I made this sign out of foam. I plan on building a shack around this idea.


----------



## fick209 (Aug 31, 2009)

I love it! Great job!


----------



## joker (Sep 25, 2007)

Nice job. 

When I read the thread title I was hoping for a haunt related periodical...lol.


----------



## RoxyBlue (Oct 6, 2008)

joker said:


> Nice job.
> 
> When I read the thread title I was hoping for a haunt related periodical...lol.
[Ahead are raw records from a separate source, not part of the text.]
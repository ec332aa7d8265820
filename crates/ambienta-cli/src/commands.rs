//! Command implementations.
//!
//! Every command loads its state fresh from the durable store, does its work
//! and exits; nothing is shared between invocations except what the store
//! holds. Errors bubble up as [`anyhow::Error`] and are printed by `main`.

use std::collections::BTreeMap;
use std::fs;

use anyhow::{Context, Result, anyhow, bail, ensure};
use chrono::Utc;
use tracing::info;

use ambienta_catalog::Catalog;
use ambienta_checkout::{
    CheckoutClient, CheckoutError, Confirmation, ExportGate, SessionRequest,
    consume_payment_signal, handoff_link, plant_payment_signal,
};
use ambienta_cli::config::AmbientaConfig;
use ambienta_compose::{
    ComposeOptions, Composer, DirectoryResolver, PlaceholderResolver, ResolverChain, SeededShuffle,
    ShuffleSource, ThreadShuffle,
};
use ambienta_cost::{compute_cost, format_amount};
use ambienta_report::{
    DirectorySurface, Estimate, EstimateInput, Surface, build_estimate, handoff_message,
    render_html,
};
use ambienta_store::{JsonFileStore, SelectionStore};

use crate::cli::{CheckoutArgs, ComposeArgs, ExportArgs, SelectArgs};
use crate::tables;

/// Everything a command needs: the resolved config, the room catalog and
/// the durable store under the configured state directory.
struct App {
    config: AmbientaConfig,
    catalog: Catalog,
    store: JsonFileStore,
}

impl App {
    fn open(config: AmbientaConfig) -> Result<Self> {
        let catalog = Catalog::builtin().context("load built-in room catalog")?;
        let store = JsonFileStore::new(&config.state.dir);
        Ok(Self {
            config,
            catalog,
            store,
        })
    }
}

pub fn run_catalog(config: AmbientaConfig) -> Result<()> {
    let app = App::open(config)?;
    tables::print_catalog(&app.catalog);
    Ok(())
}

pub fn run_select(config: AmbientaConfig, args: &SelectArgs) -> Result<()> {
    ensure!(
        args.image_index >= 1,
        "--image-index is 1-based, the first photo is 1"
    );
    let mut app = App::open(config)?;
    let category = app.catalog.require_category(&args.category)?;
    let Some(variant) = category.variant(&args.variant) else {
        let available: Vec<&str> = category
            .variants
            .iter()
            .map(|variant| variant.id.as_str())
            .collect();
        bail!(
            "unknown variant '{}' in category '{}', available: {}",
            args.variant,
            category.key,
            available.join(", ")
        );
    };

    let mut selections = SelectionStore::load(&app.store);
    selections.select(&mut app.store, &category.key, variant, args.image_index);
    info!(category = %category.key, variant = %variant.id, "selection recorded");

    let breakdown = compute_cost(variant);
    println!(
        "{} -> {} (${})",
        category.name,
        variant.title,
        format_amount(breakdown.total)
    );
    println!(
        "{} of {} rooms selected, run `ambienta show` for the estimate",
        selections.len(),
        app.catalog.categories().len()
    );
    Ok(())
}

pub fn run_show(config: AmbientaConfig) -> Result<()> {
    let app = App::open(config)?;
    let selections = SelectionStore::load(&app.store);
    if selections.is_empty() {
        println!("nothing selected yet, run `ambienta catalog` to see the menu");
        return Ok(());
    }
    let estimate = current_estimate(&app, &selections);
    tables::print_estimate_summary(&estimate);
    tables::print_estimate_details(&estimate);
    Ok(())
}

pub fn run_compose(config: AmbientaConfig, args: &ComposeArgs) -> Result<()> {
    let app = App::open(config)?;
    let selections = SelectionStore::load(&app.store);
    let keys = selections.selected_keys();

    let indices: BTreeMap<String, u32> = selections
        .all()
        .iter()
        .map(|(key, selection)| (key.clone(), selection.image_index))
        .collect();
    let labels: BTreeMap<String, String> = app
        .catalog
        .categories()
        .iter()
        .map(|category| (category.key.clone(), category.name.clone()))
        .collect();

    let options = ComposeOptions {
        tile_width: app.config.compose.tile_width,
        tile_height: app.config.compose.tile_height,
        ..ComposeOptions::default()
    };
    let resolver = ResolverChain::new(vec![
        Box::new(DirectoryResolver::new(&app.config.images.base_dir).with_indices(indices)),
        Box::new(
            PlaceholderResolver::new(options.tile_width, options.tile_height).with_labels(labels),
        ),
    ]);
    let shuffle: Box<dyn ShuffleSource> = match args.seed {
        Some(seed) => Box::new(SeededShuffle::new(seed)),
        None => Box::new(ThreadShuffle),
    };
    let mut composer = Composer::new(Box::new(resolver), shuffle).with_options(options);

    let count = args.count.unwrap_or(app.config.compose.count);
    let batch = composer.generate(&keys, count)?;

    fs::create_dir_all(&args.output_dir)
        .with_context(|| format!("create output directory {}", args.output_dir.display()))?;
    for composition in &batch {
        let path = args
            .output_dir
            .join(format!("composicion-{}.png", composition.iteration));
        fs::write(&path, &composition.png)
            .with_context(|| format!("write {}", path.display()))?;
        println!(
            "{} ({}x{}, {} tiles)",
            path.display(),
            composition.width,
            composition.height,
            composition.keys.len()
        );
    }
    info!(count = batch.len(), "compositions written");
    Ok(())
}

pub fn run_checkout(config: AmbientaConfig, args: &CheckoutArgs) -> Result<()> {
    let mut app = App::open(config)?;
    let amount = args.amount.unwrap_or(app.config.payment.amount);
    ensure!(amount > 0.0, "payment amount must be positive, got {amount}");

    let client =
        CheckoutClient::new(app.config.payment.base_url.as_str()).map_err(checkout_error)?;
    let request = SessionRequest {
        amount,
        description: "Desbloqueo de cotización Ambienta".to_string(),
        success_url: app.config.payment.success_url.clone(),
    };
    let session = client.create_session(&request).map_err(checkout_error)?;
    let Some(url) = session.checkout_url() else {
        bail!("payment session carries no checkout URL");
    };

    plant_payment_signal(&mut app.store);
    info!(amount, "payment session created");

    println!("payment session created, open this link to pay:");
    println!("  {url}");
    println!("after paying, run `ambienta confirm` to unlock exports");
    Ok(())
}

pub fn run_confirm(config: AmbientaConfig) -> Result<()> {
    let mut app = App::open(config)?;
    let had_marker = consume_payment_signal(&mut app.store);
    let mut gate = ExportGate::load(&app.store);
    if had_marker {
        match gate.confirm_payment(&mut app.store) {
            Confirmation::Unlocked => println!("payment confirmed, exports are unlocked"),
            Confirmation::AlreadyUnlocked => println!("exports were already unlocked"),
        }
    } else if gate.is_unlocked() {
        println!("exports are already unlocked");
    } else {
        bail!("no payment confirmation pending, run `ambienta checkout` first");
    }
    Ok(())
}

pub fn run_export(config: AmbientaConfig, args: &ExportArgs) -> Result<()> {
    let app = App::open(config)?;
    let gate = ExportGate::load(&app.store);
    gate.authorize()
        .map_err(|err| anyhow!("{}", err.user_message()))?;

    let selections = SelectionStore::load(&app.store);
    let estimate = current_estimate(&app, &selections);
    let html = render_html(&estimate).map_err(|err| anyhow!("{}", err.user_message()))?;

    let surface = DirectorySurface::new(&args.output_dir);
    let path = surface
        .present("cotizacion", &html)
        .map_err(|err| anyhow!("{}", err.user_message()))?;
    println!("estimate exported to {}", path.display());
    Ok(())
}

pub fn run_handoff(config: AmbientaConfig) -> Result<()> {
    let app = App::open(config)?;
    let gate = ExportGate::load(&app.store);
    gate.authorize()
        .map_err(|err| anyhow!("{}", err.user_message()))?;

    let selections = SelectionStore::load(&app.store);
    ensure!(
        !selections.is_empty(),
        "nothing selected yet, pick at least one room variant first"
    );
    let estimate = current_estimate(&app, &selections);
    let message = handoff_message(&estimate);
    let link = handoff_link(&app.config.handoff.phone, &message);

    println!("{message}");
    println!();
    println!("send it via WhatsApp: {link}");
    Ok(())
}

pub fn run_reset(config: AmbientaConfig) -> Result<()> {
    let mut app = App::open(config)?;
    let mut selections = SelectionStore::load(&app.store);
    selections.reset(&mut app.store);
    let mut gate = ExportGate::load(&app.store);
    gate.reset(&mut app.store);
    consume_payment_signal(&mut app.store);
    println!("selections cleared, exports locked again");
    Ok(())
}

fn current_estimate(app: &App, selections: &SelectionStore) -> Estimate {
    build_estimate(&EstimateInput {
        categories: app.catalog.categories(),
        selections: selections.all(),
        generated_at: Utc::now(),
    })
}

fn checkout_error(err: CheckoutError) -> anyhow::Error {
    let mut message = err.user_message().to_string();
    if err.is_retryable() {
        message.push_str(" (worth retrying in a moment)");
    }
    anyhow::Error::new(err).context(message)
}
Or maybe a name for a haunted restaurant?

Nice sign!


----------



## morbidmike (Sep 11, 2009)

great sign hope to see the shack this year


----------



## IMU (Apr 8, 2009)

Love the sign ... tho I am partial to making 'wooden' signs out of styrofoam sheets too!


----------



## hpropman (Jul 27, 2008)

love it! can't wait to see the rest of the shack


----------



## scourge999 (May 4, 2008)

Wow, that is a killer sign! Excellent job.


----------



## Uruk-Hai (Nov 4, 2006)

Great job on the weathered wood. You'd swear it was the real thing. Looking forward to seeing it with the shack.


----------



## scareme (Aug 29, 2006)

Love it, you are so talented.


----------



## steveshauntedyard (Nov 16, 2008)

Really that is way cool. Very nice overall design.


----------



## DarkLore (Jan 25, 2009)

Well done.


----------



## pagan (Sep 9, 2009)

That is a great sign. I really like the technique on the foam.


----------



## Dead Center (Sep 7, 2009)

Great job and nice choice of a font, very fitting. Can't wait to see the shack.


----------



## Alucard (Jul 21, 2009)

Great job! It looks sooo real!


----------



## Lady Nyxie (Aug 30, 2006)

That turned out really well!


----------



## Ghoul Friday (Oct 6, 2007)

Loads of fun!


----------



## Spooky1 (Aug 25, 2008)

Nice sign. You did a good job of making it looked aged.


----------



## niblique71 (Dec 2, 2009)

I love the wood grain detail. The whole thing looks fantastic. I agree with everyone else, I'm looking forward to the "haunted tavern" it will be affixed to.


----------



## jaege (Aug 23, 2009)

I love your work. I aspire to that level of detail.


----------



## smileyface4u23 (Apr 1, 2008)

That looks fantastic!!!


----------